On the website, we see variants for Mac, Linux, and Windows. In my case, I chose the Mac version.
We see a charming "Welcome to Alma" screen and click next. Then it asks us to install the command
line version. Okay, let's click on install. It also provides us the command to run a model from
the command line. We copy and paste the command, and we can assume that it downloads the Llama 3
model in the background. When it has finished, it gives us a prompt. We start with something
easy, tell me a joke, and we get one of the standard open-source jokes. Okay, now something
more complex. Let's enter, write a blog article about LLMs. At this point, I'll increase the
speed of the video because it's a long article, and I can imagine that you're not interested
in the actual blog article.

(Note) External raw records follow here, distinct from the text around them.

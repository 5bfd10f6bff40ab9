//! Repository URL recognition
//!
//! Package manifests record repository URLs in many shapes. This module
//! reduces them to a host, an owner path and a repository name, and builds
//! the provider-specific URLs the remote fetchers need.

use lockdiff_core::config::ProvidersConfig;
use serde::{Deserialize, Serialize};

/// Supported repository hosting providers
#[derive(Debug, Clone, Copy, PartialEq, Eq, Hash, Serialize, Deserialize)]
#[serde(rename_all = "lowercase")]
pub enum Provider {
    GitHub,
    GitLab,
}

impl Provider {
    /// Get the provider name
    pub fn as_str(&self) -> &'static str {
        match self {
            Self::GitHub => "github",
            Self::GitLab => "gitlab",
        }
    }
}

impl std::fmt::Display for Provider {
    fn fmt(&self, f: &mut std::fmt::Formatter<'_>) -> std::fmt::Result {
        write!(f, "{}", self.as_str())
    }
}

/// A repository on a known provider
#[derive(Debug, Clone, PartialEq, Eq, Hash, Serialize, Deserialize)]
pub struct RepositoryRef {
    /// Hosting provider
    pub provider: Provider,
    /// Lowercased hostname
    pub host: String,
    /// Owner path; may contain `/` for GitLab subgroups
    pub owner: String,
    /// Repository name without `.git`
    pub repo: String,
}

impl RepositoryRef {
    /// Recognize a repository URL
    ///
    /// Accepts `https://host/owner/repo[.git]`, `git+https://`, `git://`,
    /// `ssh://git@host/...`, scp-style `git@host:owner/repo.git` and bare
    /// `host/owner/repo`. `gitlab_hosts` lists self-hosted GitLab instances
    /// in addition to `gitlab.com`.
    pub fn parse(url: &str, gitlab_hosts: &[String]) -> Option<Self> {
        let (host, path) = split_host_and_path(url.trim())?;
        let host = host.to_lowercase();
        let provider = provider_for(&host, gitlab_hosts)?;

        let mut segments: Vec<&str> = path
            .split('/')
            .filter(|s| !s.is_empty())
            .collect();

        match provider {
            // Only owner/repo; anything after is a tree/blob path
            Provider::GitHub => segments.truncate(2),
            // Subgroups are allowed; `/-/` starts a sub-page
            Provider::GitLab => {
                if let Some(pos) = segments.iter().position(|s| *s == "-") {
                    segments.truncate(pos);
                }
            }
        }

        if segments.len() < 2 {
            return None;
        }

        let repo = segments.pop()?;
        let repo = repo.strip_suffix(".git").unwrap_or(repo);
        if repo.is_empty() {
            return None;
        }

        Some(Self {
            provider,
            host,
            owner: segments.join("/"),
            repo: repo.to_string(),
        })
    }

    /// `owner/repo`
    pub fn slug(&self) -> String {
        format!("{}/{}", self.owner, self.repo)
    }

    /// URL of a file's raw content at a git ref
    pub fn raw_file_url(&self, providers: &ProvidersConfig, git_ref: &str, path: &str) -> String {
        match self.provider {
            Provider::GitHub => format!(
                "{}/{}/{}/{}/{}",
                providers.github_raw_url.trim_end_matches('/'),
                self.owner,
                self.repo,
                git_ref,
                path
            ),
            Provider::GitLab => format!(
                "{}/{}/{}/-/raw/{}/{}",
                self.gitlab_base(providers),
                self.owner,
                self.repo,
                git_ref,
                path
            ),
        }
    }

    /// URL of the provider's list-releases endpoint
    pub fn releases_api_url(&self, providers: &ProvidersConfig) -> String {
        match self.provider {
            Provider::GitHub => format!(
                "{}/repos/{}/{}/releases?per_page=100",
                providers.github_api_url.trim_end_matches('/'),
                self.owner,
                self.repo
            ),
            Provider::GitLab => {
                let project: String =
                    url::form_urlencoded::byte_serialize(self.slug().as_bytes()).collect();
                format!(
                    "{}/api/v4/projects/{}/releases?per_page=100",
                    self.gitlab_base(providers),
                    project
                )
            }
        }
    }

    /// Configured base URL for gitlab.com, the repository's own host otherwise
    fn gitlab_base(&self, providers: &ProvidersConfig) -> String {
        if self.host == "gitlab.com" {
            providers.gitlab_url.trim_end_matches('/').to_string()
        } else {
            format!("https://{}", self.host)
        }
    }
}

impl std::fmt::Display for RepositoryRef {
    fn fmt(&self, f: &mut std::fmt::Formatter<'_>) -> std::fmt::Result {
        write!(f, "{}:{}/{}", self.provider, self.owner, self.repo)
    }
}

fn provider_for(host: &str, gitlab_hosts: &[String]) -> Option<Provider> {
    let bare = host.strip_prefix("www.").unwrap_or(host);
    if bare == "github.com" {
        Some(Provider::GitHub)
    } else if bare == "gitlab.com" || gitlab_hosts.iter().any(|h| h.eq_ignore_ascii_case(bare)) {
        Some(Provider::GitLab)
    } else {
        None
    }
}

/// Split a repository URL into host and path
fn split_host_and_path(url: &str) -> Option<(String, String)> {
    let url = url.strip_prefix("git+").unwrap_or(url);

    if url.contains("://") {
        let parsed = url::Url::parse(url).ok()?;
        let host = parsed.host_str()?.to_string();
        return Some((host, parsed.path().to_string()));
    }

    // scp-style: git@host:owner/repo.git
    if let Some((user_host, path)) = url.split_once(':') {
        if let Some((_, host)) = user_host.split_once('@') {
            if !host.is_empty() && !host.contains('/') {
                return Some((host.to_string(), path.to_string()));
            }
        }
    }

    // bare: host/owner/repo
    let (host, path) = url.split_once('/')?;
    if host.contains('.') && !host.contains('@') {
        Some((host.to_string(), path.to_string()))
    } else {
        None
    }
}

Okay, great, the blog article is written. Let's now examine how
we can use Alma together with our Python scripts as an OpenAI replacement. First, we create a
virtual environment to keep the dependencies cleanly separated. We activate the environment, we
install Light LLM to serve our local LLM models, enabling seamless integration with our Python
scripts. The command light llm model with the argument Llama 3 is necessary to start
the server that hosts the Llama 3 model, making it available for your Python script to
interact with. Let's create a new Python script where we add similar logic as if we were
communicating with the OpenAI API. First, we install the openai package and import it. The
package is necessary to create an OpenAI client, but you'll see that we don't communicate with the
OpenAI API at all. When we initialize the client, we set the base URL to localhost on port 4000. We
can set anything as the API key. We then create a so-called chat completion exactly as if we were
communicating with GPT via the API. We only have a user role and ask it to tell us a joke. In our
print statement, we output the actual response without any metadata. Okay, let's try it out,
and we see that it works like a charm. Now we have an offline, privacy-preserving replacement
for GPT that we can use in all our projects.